In a statement, the U.S. embassy in Rome expressed concern over the verdict. "While we recognize the reprehensible nature of the material, we disagree that Internet service providers are responsible prior to posting for the content uploaded by users," the embassy said. "The fundamental principle of Internet freedom is vital for democracies which value freedom of expression and is protected by those who value liberty."

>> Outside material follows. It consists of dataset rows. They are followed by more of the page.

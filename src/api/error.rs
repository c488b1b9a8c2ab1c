// ==========================================
// 制造成本估算系统 - API层错误类型
// ==========================================
// 职责: 定义API层错误类型，转换 Repository / 引擎错误为用户友好的错误消息
// ==========================================

use crate::engine::error::EstimationError;
use crate::importer::error::ImportError;
use crate::repository::error::RepositoryError;
use serde::{Deserialize, Serialize};
use thiserror::Error;

/// API层错误类型
/// 所有错误信息必须包含显式原因
#[derive(Error, Debug)]
pub enum ApiError {
    // ==========================================
    // 业务规则错误
    // ==========================================
    #[error("无效输入: {0}")]
    InvalidInput(String),

    #[error("资源未找到: {0}")]
    NotFound(String),

    /// 数据完整性问题，不是系统故障
    #[error("机时费率未配置: {0}")]
    MhrNotConfigured(String),

    #[error("业务规则违反: {0}")]
    BusinessRuleViolation(String),

    // ==========================================
    // 数据访问错误
    // ==========================================
    #[error("数据库错误: {0}")]
    DatabaseError(String),

    #[error("数据库连接失败: {0}")]
    DatabaseConnectionError(String),

    // ==========================================
    // 导入错误
    // ==========================================
    #[error("文件导入失败: {0}")]
    ImportError(String),

    // ==========================================
    // 通用错误
    // ==========================================
    #[error(transparent)]
    Other(#[from] anyhow::Error),
}

impl ApiError {
    /// 错误代码（返回给调用方）
    pub fn code(&self) -> &'static str {
        match self {
            ApiError::InvalidInput(_) => "INVALID_INPUT",
            ApiError::NotFound(_) => "NOT_FOUND",
            ApiError::MhrNotConfigured(_) => "MHR_NOT_CONFIGURED",
            ApiError::BusinessRuleViolation(_) => "BUSINESS_RULE_VIOLATION",
            ApiError::DatabaseError(_) => "DATABASE_ERROR",
            ApiError::DatabaseConnectionError(_) => "DATABASE_CONNECTION_ERROR",
            ApiError::ImportError(_) => "IMPORT_ERROR",
            ApiError::Other(_) => "OTHER_ERROR",
        }
    }

    /// 对应的 HTTP 状态码（供外层 HTTP 适配器使用）
    pub fn http_status(&self) -> u16 {
        match self {
            ApiError::NotFound(_) => 404,
            ApiError::InvalidInput(_)
            | ApiError::MhrNotConfigured(_)
            | ApiError::ImportError(_) => 400,
            ApiError::BusinessRuleViolation(_) => 409,
            ApiError::DatabaseError(_)
            | ApiError::DatabaseConnectionError(_)
            | ApiError::Other(_) => 500,
        }
    }

    pub fn to_response(&self) -> ErrorResponse {
        ErrorResponse {
            code: self.code().to_string(),
            message: self.to_string(),
            status: self.http_status(),
        }
    }
}

/// 错误响应（返回给调用方）
#[derive(Debug, Clone, PartialEq, Serialize, Deserialize)]
pub struct ErrorResponse {
    /// 错误代码
    pub code: String,
    /// 错误消息
    pub message: String,
    pub status: u16,
}

// ==========================================
// 从 RepositoryError 转换
// 目的: 将Repository层的技术错误转换为用户友好的业务错误
// ==========================================
impl From<RepositoryError> for ApiError {
    fn from(err: RepositoryError) -> Self {
        match err {
            RepositoryError::NotFound { entity, id } => {
                ApiError::NotFound(format!("{}(id={})不存在", entity, id))
            }
            RepositoryError::LockError(msg) => {
                ApiError::DatabaseConnectionError(format!("数据库锁获取失败: {}", msg))
            }
            RepositoryError::DatabaseQueryError(msg) => ApiError::DatabaseError(msg),
            RepositoryError::UniqueConstraintViolation(msg) => {
                ApiError::BusinessRuleViolation(format!("唯一约束违反: {}", msg))
            }
            RepositoryError::ForeignKeyViolation(msg) => {
                ApiError::BusinessRuleViolation(format!("外键约束违反: {}", msg))
            }
            RepositoryError::Other(err) => ApiError::Other(err),
        }
    }
}

// ==========================================
// 从 EstimationError 转换
// ==========================================
impl From<EstimationError> for ApiError {
    fn from(err: EstimationError) -> Self {
        match err {
            EstimationError::MachineNotFound(_) => ApiError::NotFound(err.to_string()),
            EstimationError::InvalidInput(msg) => ApiError::InvalidInput(msg),
            EstimationError::MhrNotConfigured { .. } => {
                ApiError::MhrNotConfigured(err.to_string())
            }
            EstimationError::Repository(e) => ApiError::from(e),
        }
    }
}

impl From<ImportError> for ApiError {
    fn from(err: ImportError) -> Self {
        match err {
            ImportError::Repository(e) => ApiError::from(e),
            other => ApiError::ImportError(other.to_string()),
        }
    }
}

/// Result 类型别名
pub type ApiResult<T> = Result<T, ApiError>;

#[cfg(test)]
mod tests {
    use super::*;

    #[test]
    fn test_estimation_error_mapping() {
        let not_found: ApiError = EstimationError::MachineNotFound("X".to_string()).into();
        assert_eq!(not_found.code(), "NOT_FOUND");
        assert_eq!(not_found.http_status(), 404);

        let invalid: ApiError = EstimationError::InvalidInput("dims".to_string()).into();
        assert_eq!(invalid.code(), "INVALID_INPUT");
        assert_eq!(invalid.http_status(), 400);

        let mhr: ApiError = EstimationError::MhrNotConfigured {
            operation: "turning".to_string(),
            duty: "heavy".to_string(),
            machine: "CNC Lathe".to_string(),
        }
        .into();
        assert_eq!(mhr.code(), "MHR_NOT_CONFIGURED");
        assert_eq!(mhr.http_status(), 400);
        assert!(mhr.to_string().contains("turning"));
    }

    #[test]
    fn test_repository_error_mapping() {
        let db: ApiError = EstimationError::Repository(RepositoryError::DatabaseQueryError(
            "disk I/O".to_string(),
        ))
        .into();
        assert_eq!(db.code(), "DATABASE_ERROR");
        assert_eq!(db.http_status(), 500);

        let lock: ApiError = RepositoryError::LockError("poisoned".to_string()).into();
        assert_eq!(lock.code(), "DATABASE_CONNECTION_ERROR");
        assert_eq!(lock.http_status(), 500);

        let unique: ApiError =
            RepositoryError::UniqueConstraintViolation("mhr.id".to_string()).into();
        assert_eq!(unique.code(), "BUSINESS_RULE_VIOLATION");
        assert_eq!(unique.http_status(), 409);

        let import: ApiError = ImportError::UnsupportedFormat("xlsx".to_string()).into();
        assert_eq!(import.code(), "IMPORT_ERROR");
        assert_eq!(import.http_status(), 400);
    }

    #[test]
    fn test_error_response() {
        let resp = ApiError::NotFound("机床不存在".to_string()).to_response();
        assert_eq!(resp.code, "NOT_FOUND");
        assert_eq!(resp.status, 404);
        assert!(resp.message.contains("机床不存在"));
    }
}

Company Faces "Scrutiny" From EU Antitrust Regulators

Google's legal troubles in Italy aren't the only European headache for the company. On Wednesday, Google said it has been notified of by E.U. antitrust authorities of complaints filed against the company by three web firms: Foundem, a United Kingdom price-comparison website; ejustice.fr, a French legal search engine, and Microsoft's (MSFT) Bing-powered Ciao! shopping site. In a statement, the E.U. said the probe was merely preliminary, but it's an uncomfortable development for Google, which dominates the search market in the U.S. and Europe.

The companies accuse Google of manipulating its search rankings to disadvantage the sites. In a company blog post, Julia Holtz, Senior Competition Counsel, denied that Google's practices were unjust and said the company works hard "to compete fair and square in the market." She added that Foundem belongs to an organization called ICOMP that is funded partly by Microsoft, meaning two of the three complainants have ties to the Redmond, Wash. software giant, a bitter rival of Google.

As Google's power grows, it should come as no surprise that it is attracting unwelcome attention from antitrust regulators and privacy advocates. In Europe, those are two areas that authorities take very seriously, as this week's events show.